Hurricane Pali[edit]

Category 2 hurricane (SSHWS)
Pali 2016-01-13 Suomi NPP.jpg Pali 2016 track.png
Duration January 7 – January 15
Peak intensity 100 mph (155 km/h) (1-min)  977 mbar (hPa)

At the onset of 2016, the dissipating Tropical Depression Nine-C left behind a large area of moisture across the equatorial Pacific. A powerful westerly wind burst—a feature commonly associated with strong El Niño events—spurred cyclogenesis within the disturbance, resulting in the formation of an area of low pressure.
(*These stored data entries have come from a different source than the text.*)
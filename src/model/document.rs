//! Document- and page-level types.

use serde::{Deserialize, Serialize};

/// Geometry of a single page as reported by the rendering library.
#[derive(Debug, Clone, Copy, PartialEq, Serialize, Deserialize)]
pub struct Page {
    /// Page index (0-indexed)
    pub index: u32,

    /// Page rotation in degrees (0, 90, 180, 270)
    pub rotation: u16,

    /// Unrotated page width in points (1 point = 1/72 inch)
    pub native_width: f32,

    /// Unrotated page height in points
    pub native_height: f32,
}

impl Page {
    /// Create a new unrotated page with the given dimensions.
    pub fn new(index: u32, native_width: f32, native_height: f32) -> Self {
        Self {
            index,
            rotation: 0,
            native_width,
            native_height,
        }
    }

    /// Create a new page with standard Letter size (8.5 x 11 inches).
    pub fn letter(index: u32) -> Self {
        Self::new(index, 612.0, 792.0)
    }

    /// Create a new page with standard A4 size (210 x 297 mm).
    pub fn a4(index: u32) -> Self {
        Self::new(index, 595.0, 842.0)
    }

    /// Set the rotation, normalized to a multiple of 90 in `0..360`.
    pub fn with_rotation(mut self, degrees: i32) -> Self {
        self.rotation = normalize_rotation(degrees);
        self
    }

    /// One-based page number.
    pub fn number(&self) -> u32 {
        self.index + 1
    }

    /// Whether the rotation swaps width and height.
    pub fn is_quarter_turned(&self) -> bool {
        self.rotation % 180 == 90
    }

    /// Page dimensions as displayed, after applying the rotation.
    pub fn rotated_dimensions(&self) -> (f32, f32) {
        if self.is_quarter_turned() {
            (self.native_height, self.native_width)
        } else {
            (self.native_width, self.native_height)
        }
    }
}

/// Normalize any rotation in degrees to 0, 90, 180 or 270.
pub fn normalize_rotation(degrees: i32) -> u16 {
    let snapped = ((degrees as f32 / 90.0).round() as i32) * 90;
    snapped.rem_euclid(360) as u16
}

/// Facts about a loaded document.
#[derive(Debug, Clone, Default, PartialEq, Eq, Serialize, Deserialize)]
pub struct DocumentInfo {
    /// PDF version from the file header (e.g., "1.7")
    pub pdf_version: String,

    /// Total number of pages
    pub page_count: u32,

    /// Name of the source file, when known
    pub file_name: Option<String>,
}

impl DocumentInfo {
    /// Create document info.
    pub fn new(pdf_version: impl Into<String>, page_count: u32) -> Self {
        Self {
            pdf_version: pdf_version.into(),
            page_count,
            file_name: None,
        }
    }

    /// Check if the document has any pages.
    pub fn is_empty(&self) -> bool {
        self.page_count == 0
    }
}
Fueled by unusually high sea surface temperatures, estimated at 29.5 °C (85.1 °F), the system gradually coalesced into a tropical depression on January 7. This marked the earliest formation of a tropical cyclone on record in the Central Pacific, surpassing 1989's Tropical Storm Winona by six days.[7] It soon strengthened into a tropical storm, receiving the name Pali, becoming the earliest such system in the northeastern Pacific on record.[8] Then, on January 11, Pali strengthened into a Category 1 hurricane, becoming the earliest hurricane on record in the northeast Pacific basin, beating the previous record set by Hurricane Ekeka in 1992.[9] Pali reached a minimum latitude of 2.0°N, making it the lowest latitude tropical cyclone on record in the Western Hemisphere, surpassing Tropical Depression Nine-C which attained a minimum latitude of 2.2°N just two weeks prior.[10][11] On January 12, Pali strengthened further into a Category 2 hurricane.[12] During the next few days, Pali rapidly weakened while turning back towards the south-southeast, before weakening into a remnant low early on January 15.[13]

Unrelated to Pali, Hurricane Alex developed over the Atlantic during the last few days of Pali's existence. This marked the first known occurrence of simultaneous January tropical cyclones between the two basins.[14]

Tropical Depression One-E[edit]

Tropical depression (SSHWS)
01E 2016-06-07 1708Z.jpg One-E 2016 track.png
Duration June 6 – June 8
Peak intensity 35 mph (55 km/h) (1-min)  1006 mbar (hPa)

On June 4, the National Hurricane Center began monitoring an area for possible development.[15] Over the next few days, the chances of the storm forming were low. Unexpectedly, however, on June 6, advisories began to be issued on Tropical Depression One-E.[16][17] This led the Government of Mexico to issue a Tropical Storm Watch for its coast.[18] On June 7 the storm weakened slightly thus the watch was removed.[19] Early on June 8, the storm made landfall in Mexico near the Gulf of Tehuantepec and dissipated.[20]

As a precautionary measure, temporary shelters were opened across Chiapas.[21] The depression caused minor damage across Oaxaca, primarily within the Salina Cruz municipality. Heavy rains led to some street flooding and a sinkhole that damaged one home.[22]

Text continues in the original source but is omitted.